I have never had Beef Stroganoff because my mom raised me as a vegetarian. I have no idea what the traditional dish should taste like but this recipe is my version of the dish my mom came up with as a vegetarian alternative. I have settled into a routine of making it without thinking about it and it has quietly evolved over the years. As I’ve been making it recently I couldn’t remember if I used to put garlic in it. I love garlic but if it was ever part of the original dish my mom created, I can’t remember. What I offer here is the version I’m making right now.
Even if you like to eat meat, why not try this version the next time you need to feed someone who doesn’t? It’s comforting, satisfying, and easy to make.
Tofu Stroganoff Recipe
1/4 cup olive oil
1 onion, chopped
1 1/2 lbs crimini or button mushrooms, sliced
1 block firm tofu
30 grinds black pepper
1 tsp dried thyme
1 tsp dried marjoram
16 oz sour cream
1/4 cup soy sauce
8 oz whole wheat egg noodles
In a large pan saute the onion on med/high heat in the olive oil until transparent. Add the mushrooms and stir occasionally until they are slightly browned. While the mushrooms are sauteing, boil salted water in a pot for the pasta.
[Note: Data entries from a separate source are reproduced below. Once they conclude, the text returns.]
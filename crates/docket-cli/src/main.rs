//! # docket CLI entry point
//!
//! Parses command-line arguments and dispatches to subcommand handlers.

use std::process::ExitCode;

use clap::{Parser, Subcommand};
use tracing_subscriber::EnvFilter;

use docket_cli::check::{run_check, CheckArgs};
use docket_cli::custody::{run_custody, CustodyArgs};
use docket_cli::matrix::{run_actions, run_matrix, ActionsArgs, MatrixArgs};

/// Docket CLI
///
/// Inspect the judicial case lifecycle: who may do what in which status,
/// and how much custody time remains.
#[derive(Parser, Debug)]
#[command(name = "docket", version, about, long_about = None)]
struct Cli {
    /// Enable verbose output. Repeat for more verbosity (-v, -vv, -vvv).
    #[arg(short, long, action = clap::ArgAction::Count, global = true)]
    verbose: u8,

    #[command(subcommand)]
    command: Commands,
}

#[derive(Subcommand, Debug)]
enum Commands {
    /// Print the authorization matrix.
    Matrix(MatrixArgs),

    /// List the actions available to a role.
    Actions(ActionsArgs),

    /// Check whether a role may fire an action in a status.
    Check(CheckArgs),

    /// Compute the custody clock for a detention start.
    Custody(CustodyArgs),
}

fn main() -> ExitCode {
    let cli = Cli::parse();

    let filter = match cli.verbose {
        0 => EnvFilter::new("warn"),
        1 => EnvFilter::new("info"),
        2 => EnvFilter::new("debug"),
        _ => EnvFilter::new("trace"),
    };

    tracing_subscriber::fmt()
        .with_env_filter(filter)
        .with_target(false)
        .with_writer(std::io::stderr)
        .init();

    tracing::debug!("docket CLI starting");

    let result = match cli.command {
        Commands::Matrix(args) => run_matrix(&args),
        Commands::Actions(args) => run_actions(&args),
        Commands::Check(args) => run_check(&args),
        Commands::Custody(args) => run_custody(&args),
    };

    match result {
        Ok(code) => ExitCode::from(code),
        Err(e) => {
            tracing::error!("{e:#}");
            eprintln!("error: {e:#}");
            ExitCode::from(1)
        }
    }
}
Add the tofu to the saute pan along with the pepper, thyme, and marjoram. Stir well and cook for about five minutes. By this time your water should be boiling, add the pasta to it and cook until just tender.
Turn the heat down to low and add sour cream and soy sauce to the mushrooms and tofu and stir in well. When you’ve drained your pasta add it to the saute pan and stir it all together. Serve and eat! But don’t burn your tongue.